Three panels tell the food story behind the curve:

  • carrots_eaten — food demand grows proportionally with population, rising steadily toward 9,180 kg/year at equilibrium. This is the mechanistic driver of scarcity: a fixed supply shared among a growing population.
  • normalized_nutrition — starts at 1 (food is plentiful per rabbit) and falls steadily as population grows. At equilibrium it reaches 1/6 — the exact level at which deaths balance births.
  • nutritional_stress — the inverse of normalized nutrition, and the emergent analogue of Structure 1’s deaths_multiplier. Both reach approximately 6 at equilibrium, for the same algebraic reason: birth rate × baseline average lifetime = 1.5 × 4 = 6. The lookup table and the food balance encode the same constraint — one empirically, one mechanistically.

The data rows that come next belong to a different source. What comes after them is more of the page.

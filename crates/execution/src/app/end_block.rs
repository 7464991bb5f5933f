// Path: crates/execution/src/app/end_block.rs

//! Logic that runs after the last transaction of a block and before the commit.

use meridian_api::services::access::ServiceDirectory;
use meridian_api::state::StateAccess;
use meridian_api::transaction::context::TxContext;
use meridian_types::app::KernelEvent;
use meridian_types::error::ChainError;
use meridian_types::service_configs::Capabilities;

/// Runs the `on_end_block` hook of every service that declares the capability,
/// in service-id order, and collects their events.
pub(super) fn run_on_end_block_hooks(
    services: &ServiceDirectory,
    state: &mut dyn StateAccess,
    ctx: &TxContext<'_>,
) -> Result<Vec<KernelEvent>, ChainError> {
    let mut events = Vec::new();
    for service in services.services_in_deterministic_order() {
        if !service.capabilities().contains(Capabilities::ON_END_BLOCK) {
            continue;
        }
        let Some(hook) = service.as_on_end_block() else {
            tracing::warn!(
                target: "end_block",
                service = service.id(),
                "Service declares ON_END_BLOCK but exposes no hook."
            );
            continue;
        };
        let emitted = hook.on_end_block(state, ctx).map_err(|e| {
            tracing::error!(
                target: "end_block",
                height = ctx.block_height,
                service = service.id(),
                error = %e,
                "End-block hook failed."
            );
            ChainError::State(e)
        })?;
        if !emitted.is_empty() {
            tracing::debug!(
                target: "end_block",
                height = ctx.block_height,
                service = service.id(),
                events = emitted.len(),
                "End-block hook emitted events."
            );
        }
        events.extend(emitted);
    }
    Ok(events)
}
// Path: crates/services/src/multisig/router.rs
//! The dispatch table for approved calls.
//!
//! Each [`CallKind`] maps to exactly one handler. The table is checked for
//! completeness when it is built, so dispatch never meets an unknown kind.

use meridian_api::state::StateAccess;
use meridian_api::transaction::context::TxContext;
use meridian_types::app::{CallKind, CallPayload, KernelEvent};
use meridian_types::error::{CoreError, TransactionError};
use std::collections::BTreeMap;
use std::fmt;

/// Executes the payload of an approved call against state.
pub type CallHandler = fn(
    &mut dyn StateAccess,
    &CallPayload,
    &TxContext<'_>,
) -> Result<Vec<KernelEvent>, TransactionError>;

/// The error a handler returns when routed a payload of the wrong kind.
pub fn payload_mismatch(expected: CallKind, payload: &CallPayload) -> TransactionError {
    TransactionError::Invalid(format!(
        "handler for '{}' received a '{}' payload",
        expected,
        payload.kind()
    ))
}

/// A complete, immutable map from payload kind to handler.
#[derive(Clone)]
pub struct DispatchRouter {
    routes: BTreeMap<CallKind, CallHandler>,
}

impl fmt::Debug for DispatchRouter {
    fn fmt(&self, f: &mut fmt::Formatter<'_>) -> fmt::Result {
        f.debug_struct("DispatchRouter")
            .field("routes", &self.routes.keys().collect::<Vec<_>>())
            .finish()
    }
}

/// Collects routes for a [`DispatchRouter`].
#[derive(Default)]
pub struct RouterBuilder {
    routes: BTreeMap<CallKind, CallHandler>,
    duplicates: Vec<CallKind>,
}

impl RouterBuilder {
    /// Routes `kind` to `handler`.
    pub fn route(mut self, kind: CallKind, handler: CallHandler) -> Self {
        if self.routes.insert(kind, handler).is_some() {
            self.duplicates.push(kind);
        }
        self
    }

    /// Finalizes the table. Fails if a kind is routed twice or not at all.
    pub fn build(self) -> Result<DispatchRouter, CoreError> {
        if let Some(kind) = self.duplicates.first() {
            return Err(CoreError::InvalidRouter(format!(
                "kind '{}' is routed more than once",
                kind
            )));
        }
        let missing: Vec<&str> = CallKind::ALL
            .iter()
            .filter(|k| !self.routes.contains_key(k))
            .map(|k| k.as_str())
            .collect();
        if !missing.is_empty() {
            return Err(CoreError::InvalidRouter(format!(
                "no handler for: {}",
                missing.join(", ")
            )));
        }
        Ok(DispatchRouter {
            routes: self.routes,
        })
    }
}

impl DispatchRouter {
    /// Starts an empty table.
    pub fn builder() -> RouterBuilder {
        RouterBuilder::default()
    }

    /// The table of built-in handlers.
    pub fn standard() -> Result<Self, CoreError> {
        use crate::{authority, bank, upgrade};

        Self::builder()
            .route(CallKind::AddValidator, authority::handle_add_validator)
            .route(CallKind::RemoveValidator, authority::handle_remove_validator)
            .route(CallKind::ReplaceValidator, authority::handle_replace_validator)
            .route(CallKind::UpdateAuthorityParams, authority::handle_update_params)
            .route(CallKind::IssueCurrency, bank::handle_issue)
            .route(CallKind::DestroyCurrency, bank::handle_destroy)
            .route(CallKind::ScheduleUpgrade, upgrade::handle_schedule)
            .route(CallKind::CancelUpgrade, upgrade::handle_cancel)
            .build()
    }

    /// Invokes the handler for `payload`'s kind.
    pub fn dispatch(
        &self,
        state: &mut dyn StateAccess,
        payload: &CallPayload,
        ctx: &TxContext<'_>,
    ) -> Result<Vec<KernelEvent>, TransactionError> {
        let kind = payload.kind();
        let handler = self.routes.get(&kind).ok_or_else(|| {
            TransactionError::Invalid(format!("no handler registered for '{}'", kind))
        })?;
        handler(state, payload, ctx)
    }
}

The Negative Loop, Unmasked

Placing the two negative loops side by side makes the relationship clear.

Structure 1 — negative loop (B1): \[\text{population} \to \text{density} \to \underbrace{\text{deaths multiplier} \to \text{effective lifetime}}_{\text{empirical lookup}} \to \text{dying} \to \text{population}\]

Structure 2 — negative loop (B1, unpacked): \[\text{population} \to \underbrace{\text{food demand} \to \text{food per rabbit} \to \text{effective lifetime}}_{\text{mechanistic food balance}} \to \text{dying} \to \text{population}\]

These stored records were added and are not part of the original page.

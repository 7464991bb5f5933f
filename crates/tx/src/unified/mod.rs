// Path: crates/tx/src/unified/mod.rs
//! Routing of user transactions to the multisig and bank services.

use crate::system::validation::{validate_stateless, verify_chain_id};
use meridian_api::error::ErrorCode;
use meridian_api::state::StateAccess;
use meridian_api::transaction::context::TxContext;
use meridian_api::transaction::TransactionModel;
use meridian_services::bank::BankModule;
use meridian_services::multisig::MultisigModule;
use meridian_telemetry::sinks::error_metrics;
use meridian_types::app::{ChainTransaction, KernelEvent, TxPayload};
use meridian_types::error::{MultisigError, TransactionError};

/// The single transaction model of the kernel.
///
/// Every user transaction runs with `is_internal == false` and with the header's
/// account as signer, whatever context the caller passes in.
#[derive(Clone, Debug, Default)]
pub struct UnifiedTransactionModel;

impl UnifiedTransactionModel {
    pub fn new() -> Self {
        Self
    }

    fn dispatch(
        &self,
        state: &mut dyn StateAccess,
        tx: &ChainTransaction,
        ctx: &TxContext<'_>,
    ) -> Result<Vec<KernelEvent>, TransactionError> {
        verify_chain_id(tx, ctx.chain_id)?;
        validate_stateless(tx)?;

        match &tx.payload {
            TxPayload::SubmitCall { payload, unique_id } => {
                let multisig = ctx.service::<MultisigModule>()?;
                multisig.submit_call(state, ctx, payload.clone(), unique_id.clone())
            }
            TxPayload::ConfirmCall { call_id } => {
                let multisig = ctx.service::<MultisigModule>()?;
                multisig.confirm_call(state, ctx, *call_id)
            }
            TxPayload::RevokeConfirm { call_id } => {
                let multisig = ctx.service::<MultisigModule>()?;
                multisig.revoke_confirm(state, ctx, *call_id)
            }
            TxPayload::Transfer { to, denom, amount } => {
                let bank = ctx.service::<BankModule>()?;
                let from = ctx.signer_account_id;
                bank.transfer(state, &from, to, denom, *amount)?;
                Ok(vec![KernelEvent::CurrencyTransferred {
                    denom: denom.clone(),
                    amount: *amount,
                    from,
                    to: *to,
                }])
            }
            TxPayload::Privileged(payload) => {
                tracing::warn!(
                    target: "tx",
                    sender = %ctx.signer_account_id,
                    kind = %payload.kind(),
                    "privileged operation sent outside multisig"
                );
                Err(MultisigError::OnlyMultisig.into())
            }
        }
    }
}

impl TransactionModel for UnifiedTransactionModel {
    type Transaction = ChainTransaction;

    fn apply_payload(
        &self,
        state: &mut dyn StateAccess,
        tx: &Self::Transaction,
        ctx: &TxContext<'_>,
    ) -> Result<Vec<KernelEvent>, TransactionError> {
        let ctx = TxContext {
            signer_account_id: tx.header.account_id,
            is_internal: false,
            ..ctx.clone()
        };
        let result = self.dispatch(state, tx, &ctx);
        if let Err(e) = &result {
            error_metrics().inc_error("tx", e.code());
            tracing::debug!(
                target: "tx",
                sender = %ctx.signer_account_id,
                height = ctx.block_height,
                code = e.code(),
                error = %e,
                "transaction rejected"
            );
        }
        result
    }
}
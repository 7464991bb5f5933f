// Path: crates/tx/src/system/mod.rs
//! Checks every transaction must pass before its payload is dispatched.

pub mod validation;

Structure 1’s deaths multiplier is, in effect, a compressed summary of Structure 2’s food balance. The D-4432-2 researchers measured what happens to rabbit mortality as density increases; Structure 2 explains why it happens. The lookup table was always a proxy for food scarcity — Structure 2 simply makes that explicit.

This also illuminates what was always true but invisible in Structure 1: the transition from S-shaped growth to equilibrium is driven by a resource constraint. As the population grows, each individual’s share of the food supply shrinks. As the per-rabbit food availability falls, the cost of survival rises. The positive loop that drove early growth gradually loads the negative loop against itself.

Conclusion

S-shaped growth is produced whenever a reinforcing loop encounters a balancing constraint that strengthens as the stock grows. The behavior — convex early, inflection, concave late — is independent of the specific mechanism imposing the constraint.

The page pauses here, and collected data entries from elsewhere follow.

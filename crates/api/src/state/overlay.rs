// Path: crates/api/src/state/overlay.rs

//! A copy-on-write state overlay.
//!
//! Overlays stack: the executor opens one per block over the committed store and
//! one per transaction over the block overlay. A transaction's writes reach the block
//! only if it succeeds; a failed transaction's overlay is simply dropped.

use crate::state::{StateAccess, StateKVPair, StateScanIter};
use meridian_types::error::StateError;
use std::cmp::Ordering;
use std::collections::btree_map;
use std::collections::BTreeMap;
use std::iter::{Fuse, Peekable};
use std::ops::Bound::{Excluded, Included, Unbounded};
use std::sync::Arc;

/// A batch of key-value pairs to be inserted or updated in the state.
pub type StateInserts = Vec<(Vec<u8>, Vec<u8>)>;

/// A batch of keys to be deleted from the state.
pub type StateDeletes = Vec<Vec<u8>>;

/// A complete set of state changes (inserts/updates and deletes).
pub type StateChangeSet = (StateInserts, StateDeletes);

/// The smallest key strictly greater than every key starting with `prefix`.
/// Returns `None` if the prefix is empty or all `0xFF`.
fn next_prefix(prefix: &[u8]) -> Option<Vec<u8>> {
    let mut ub = prefix.to_vec();
    while let Some(last) = ub.pop() {
        if last != 0xFF {
            ub.push(last + 1);
            return Some(ub);
        }
    }
    None
}

/// Merges a base scan with the overlay's pending writes. Writes shadow base entries
/// with the same key; a pending delete hides the base entry.
struct MergingIterator<'a> {
    base: Peekable<Fuse<StateScanIter<'a>>>,
    writes: Peekable<btree_map::Range<'a, Vec<u8>, Option<Vec<u8>>>>,
}

impl<'a> MergingIterator<'a> {
    fn take_write(&mut self) -> Option<Result<StateKVPair, StateError>> {
        let (key, value) = self.writes.next()?;
        value
            .as_ref()
            .map(|v| Ok((Arc::from(key.as_slice()), Arc::from(v.as_slice()))))
    }
}

impl<'a> Iterator for MergingIterator<'a> {
    type Item = Result<StateKVPair, StateError>;

    fn next(&mut self) -> Option<Self::Item> {
        loop {
            let order = {
                let base_key = match self.base.peek() {
                    Some(Err(_)) => return self.base.next(),
                    Some(Ok((k, _))) => Some(k.as_ref()),
                    None => None,
                };
                let write_key = self.writes.peek().map(|(k, _)| k.as_slice());
                match (base_key, write_key) {
                    (Some(bk), Some(wk)) => bk.cmp(wk),
                    (Some(_), None) => Ordering::Less,
                    (None, Some(_)) => Ordering::Greater,
                    (None, None) => return None,
                }
            };

            if order == Ordering::Less {
                return self.base.next();
            }
            if order == Ordering::Equal {
                self.base.next();
            }
            if let Some(item) = self.take_write() {
                return Some(item);
            }
        }
    }
}

/// An in-memory, copy-on-write overlay for any `StateAccess`.
///
/// Reads check the local write set first and fall through to `base`.
/// Writes never touch `base`; use [`StateOverlay::into_ordered_batch`] to extract them.
#[derive(Clone)]
pub struct StateOverlay<'a> {
    base: &'a dyn StateAccess,
    writes: BTreeMap<Vec<u8>, Option<Vec<u8>>>,
}

impl<'a> StateOverlay<'a> {
    /// Creates a new, empty overlay on top of a base state accessor.
    pub fn new(base: &'a dyn StateAccess) -> Self {
        Self {
            base,
            writes: BTreeMap::new(),
        }
    }

    /// True if nothing has been written through this overlay.
    pub fn is_empty(&self) -> bool {
        self.writes.is_empty()
    }

    /// Consumes the overlay and returns its writes in ascending key order.
    pub fn into_ordered_batch(self) -> StateChangeSet {
        let mut inserts = Vec::new();
        let mut deletes = Vec::new();

        for (key, value_opt) in self.writes {
            match value_opt {
                Some(value) => inserts.push((key, value)),
                None => deletes.push(key),
            }
        }
        (inserts, deletes)
    }
}

impl<'a> StateAccess for StateOverlay<'a> {
    fn get(&self, key: &[u8]) -> Result<Option<Vec<u8>>, StateError> {
        match self.writes.get(key) {
            // A cached `None` is a pending delete.
            Some(value_opt) => Ok(value_opt.clone()),
            None => self.base.get(key),
        }
    }

    fn insert(&mut self, key: &[u8], value: &[u8]) -> Result<(), StateError> {
        self.writes.insert(key.to_vec(), Some(value.to_vec()));
        Ok(())
    }

    fn delete(&mut self, key: &[u8]) -> Result<(), StateError> {
        self.writes.insert(key.to_vec(), None);
        Ok(())
    }

    fn batch_apply(
        &mut self,
        inserts: &[(Vec<u8>, Vec<u8>)],
        deletes: &[Vec<u8>],
    ) -> Result<(), StateError> {
        for key in deletes {
            self.delete(key)?;
        }
        for (key, value) in inserts {
            self.insert(key, value)?;
        }
        Ok(())
    }

    fn prefix_scan(&self, prefix: &[u8]) -> Result<StateScanIter<'_>, StateError> {
        let base = self.base.prefix_scan(prefix)?.fuse().peekable();

        let start = Included(prefix.to_vec());
        let end = match next_prefix(prefix) {
            Some(ub) => Excluded(ub),
            None => Unbounded,
        };
        let writes = self.writes.range((start, end)).peekable();

        Ok(Box::new(MergingIterator { base, writes }))
    }
}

This tutorial presented two structures that both produce it:

Structure 1 Structure 2
Stocks 1 (rabbit population) 1 (rabbit population)
Deaths mechanism Empirical lookup table Mechanistic food balance
Empirical inputs required Yes — the deaths_mult table None
Carrying capacity ~917 rabbits ~918 rabbits
What the negative loop shows That overcrowding kills Why overcrowding kills

Structure 1 is simpler and directly replicates the Road Maps calibration. It is a valid and practical model. But it treats the negative feedback loop as a black box: the deaths multiplier absorbs the mechanism without explaining it.

Structure 2 opens that black box. By replacing the lookup table with a direct food balance — does the annual supply keep up with current demand? — the full causal chain becomes visible. The two structures converge on nearly the same carrying capacity (~917–918 rabbits) because both encode the same underlying ratio between birth rate and baseline lifetime. The S-shape is no longer a programmed outcome — it emerges from first principles.

The broader lesson carries beyond rabbits: whenever you see an empirical multiplier or a calibrated lookup table in a model, it is worth asking what mechanism is compressed inside it. Often, the answer reveals a feedback loop that was always there, just waiting to be modeled.